▶ Directions: Can you pull out each line of the data below that includes the word "Clone"?

-------- Exercise materials

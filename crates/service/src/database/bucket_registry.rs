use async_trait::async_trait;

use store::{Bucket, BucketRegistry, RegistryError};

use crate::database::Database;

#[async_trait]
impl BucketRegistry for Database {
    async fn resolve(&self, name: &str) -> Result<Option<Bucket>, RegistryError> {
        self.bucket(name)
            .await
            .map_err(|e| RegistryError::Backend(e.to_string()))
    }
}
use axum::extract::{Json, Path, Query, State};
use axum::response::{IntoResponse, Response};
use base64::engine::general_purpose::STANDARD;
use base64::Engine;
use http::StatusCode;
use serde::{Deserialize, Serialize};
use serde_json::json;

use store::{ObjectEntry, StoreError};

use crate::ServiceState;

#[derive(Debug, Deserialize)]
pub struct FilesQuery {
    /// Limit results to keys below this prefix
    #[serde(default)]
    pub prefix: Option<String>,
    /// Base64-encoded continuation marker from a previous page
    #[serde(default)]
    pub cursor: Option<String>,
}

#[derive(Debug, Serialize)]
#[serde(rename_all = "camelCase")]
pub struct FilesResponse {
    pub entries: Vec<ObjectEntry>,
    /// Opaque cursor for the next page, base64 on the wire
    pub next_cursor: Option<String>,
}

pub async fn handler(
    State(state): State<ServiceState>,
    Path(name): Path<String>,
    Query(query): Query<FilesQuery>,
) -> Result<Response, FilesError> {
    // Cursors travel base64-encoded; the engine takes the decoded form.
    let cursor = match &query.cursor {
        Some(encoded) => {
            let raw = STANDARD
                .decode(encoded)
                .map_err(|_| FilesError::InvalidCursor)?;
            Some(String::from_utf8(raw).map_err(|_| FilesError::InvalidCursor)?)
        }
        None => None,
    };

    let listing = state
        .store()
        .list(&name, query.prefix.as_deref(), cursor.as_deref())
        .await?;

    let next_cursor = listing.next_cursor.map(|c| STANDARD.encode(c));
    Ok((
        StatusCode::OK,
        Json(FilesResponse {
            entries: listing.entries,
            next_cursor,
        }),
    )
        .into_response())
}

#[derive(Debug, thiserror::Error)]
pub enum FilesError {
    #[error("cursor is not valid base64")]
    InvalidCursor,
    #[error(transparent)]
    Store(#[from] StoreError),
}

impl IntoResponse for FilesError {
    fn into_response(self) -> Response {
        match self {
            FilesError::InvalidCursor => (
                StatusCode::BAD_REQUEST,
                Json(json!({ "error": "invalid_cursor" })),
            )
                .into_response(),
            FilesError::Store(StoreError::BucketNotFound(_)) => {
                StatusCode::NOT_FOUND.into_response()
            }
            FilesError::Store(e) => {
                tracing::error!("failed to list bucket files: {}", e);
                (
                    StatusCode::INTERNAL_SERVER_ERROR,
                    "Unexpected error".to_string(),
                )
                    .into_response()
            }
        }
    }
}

----------------
-------- Exercise materials

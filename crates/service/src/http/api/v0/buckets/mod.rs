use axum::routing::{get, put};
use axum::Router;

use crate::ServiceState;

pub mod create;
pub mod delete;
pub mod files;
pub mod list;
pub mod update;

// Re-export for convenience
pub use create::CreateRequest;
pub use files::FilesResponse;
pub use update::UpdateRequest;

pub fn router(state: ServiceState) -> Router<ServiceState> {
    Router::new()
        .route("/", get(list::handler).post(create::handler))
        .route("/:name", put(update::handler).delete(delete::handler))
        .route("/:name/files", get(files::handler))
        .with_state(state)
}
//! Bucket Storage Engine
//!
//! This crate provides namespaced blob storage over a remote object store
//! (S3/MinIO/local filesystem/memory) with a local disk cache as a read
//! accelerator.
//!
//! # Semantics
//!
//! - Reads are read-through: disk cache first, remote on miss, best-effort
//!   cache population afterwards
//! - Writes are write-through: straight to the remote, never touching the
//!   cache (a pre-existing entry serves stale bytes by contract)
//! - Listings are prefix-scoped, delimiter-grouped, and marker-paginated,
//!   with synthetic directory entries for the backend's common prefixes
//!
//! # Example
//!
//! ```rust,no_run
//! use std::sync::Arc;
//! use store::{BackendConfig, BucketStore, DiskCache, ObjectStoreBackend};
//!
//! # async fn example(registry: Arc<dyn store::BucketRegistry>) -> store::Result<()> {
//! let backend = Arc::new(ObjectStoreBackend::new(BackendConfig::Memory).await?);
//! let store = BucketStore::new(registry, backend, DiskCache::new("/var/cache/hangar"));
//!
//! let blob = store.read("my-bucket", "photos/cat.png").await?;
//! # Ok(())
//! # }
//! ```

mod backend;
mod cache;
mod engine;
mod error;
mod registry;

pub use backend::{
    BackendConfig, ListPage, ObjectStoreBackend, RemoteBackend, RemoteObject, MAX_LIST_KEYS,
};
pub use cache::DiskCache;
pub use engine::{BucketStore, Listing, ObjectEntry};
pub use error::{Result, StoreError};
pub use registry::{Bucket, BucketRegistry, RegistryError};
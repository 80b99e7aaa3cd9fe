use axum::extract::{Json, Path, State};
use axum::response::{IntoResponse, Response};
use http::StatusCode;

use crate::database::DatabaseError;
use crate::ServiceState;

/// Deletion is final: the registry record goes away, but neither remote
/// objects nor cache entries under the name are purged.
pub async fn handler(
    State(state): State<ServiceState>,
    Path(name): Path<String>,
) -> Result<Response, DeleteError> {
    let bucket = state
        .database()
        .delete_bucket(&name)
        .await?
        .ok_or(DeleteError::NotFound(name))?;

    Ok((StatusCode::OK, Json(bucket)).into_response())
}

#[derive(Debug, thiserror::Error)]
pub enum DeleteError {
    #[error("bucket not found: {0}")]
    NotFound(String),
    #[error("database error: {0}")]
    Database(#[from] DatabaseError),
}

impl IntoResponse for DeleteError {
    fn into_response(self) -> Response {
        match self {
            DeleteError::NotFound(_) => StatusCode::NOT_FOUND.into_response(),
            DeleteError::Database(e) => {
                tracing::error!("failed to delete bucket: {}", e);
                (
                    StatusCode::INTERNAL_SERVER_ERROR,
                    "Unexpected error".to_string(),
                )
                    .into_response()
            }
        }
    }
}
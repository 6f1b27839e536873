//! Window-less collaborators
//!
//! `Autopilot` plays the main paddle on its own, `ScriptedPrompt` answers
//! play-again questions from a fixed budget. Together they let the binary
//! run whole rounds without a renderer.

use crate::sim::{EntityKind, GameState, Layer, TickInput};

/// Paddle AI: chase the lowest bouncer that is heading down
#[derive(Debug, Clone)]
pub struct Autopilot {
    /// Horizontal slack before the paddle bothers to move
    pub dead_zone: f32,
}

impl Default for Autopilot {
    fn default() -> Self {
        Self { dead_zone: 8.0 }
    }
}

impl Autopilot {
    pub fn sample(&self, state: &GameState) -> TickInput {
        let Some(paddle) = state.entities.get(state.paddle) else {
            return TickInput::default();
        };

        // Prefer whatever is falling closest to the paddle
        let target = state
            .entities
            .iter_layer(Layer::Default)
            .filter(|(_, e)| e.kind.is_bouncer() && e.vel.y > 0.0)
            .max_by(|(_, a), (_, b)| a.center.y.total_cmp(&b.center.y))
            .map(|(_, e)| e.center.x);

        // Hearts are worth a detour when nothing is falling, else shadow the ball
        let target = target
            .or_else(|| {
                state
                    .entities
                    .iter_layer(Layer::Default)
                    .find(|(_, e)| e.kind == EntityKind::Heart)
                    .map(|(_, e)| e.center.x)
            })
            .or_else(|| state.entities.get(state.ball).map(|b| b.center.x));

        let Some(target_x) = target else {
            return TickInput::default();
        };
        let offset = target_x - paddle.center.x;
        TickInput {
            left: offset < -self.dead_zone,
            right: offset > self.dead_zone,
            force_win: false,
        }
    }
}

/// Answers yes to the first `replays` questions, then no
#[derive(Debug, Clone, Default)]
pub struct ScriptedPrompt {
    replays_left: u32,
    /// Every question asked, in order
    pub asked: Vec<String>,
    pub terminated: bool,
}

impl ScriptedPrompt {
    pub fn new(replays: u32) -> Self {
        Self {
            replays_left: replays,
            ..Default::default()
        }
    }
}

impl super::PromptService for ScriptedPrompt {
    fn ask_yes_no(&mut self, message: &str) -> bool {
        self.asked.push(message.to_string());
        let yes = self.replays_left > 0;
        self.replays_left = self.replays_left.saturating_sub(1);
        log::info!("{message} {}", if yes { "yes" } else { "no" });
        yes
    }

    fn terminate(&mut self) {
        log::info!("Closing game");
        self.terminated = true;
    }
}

----------------

▶ Response box:
#[derive(Debug, Clone)]
#[derive(Debug, Clone, Default)]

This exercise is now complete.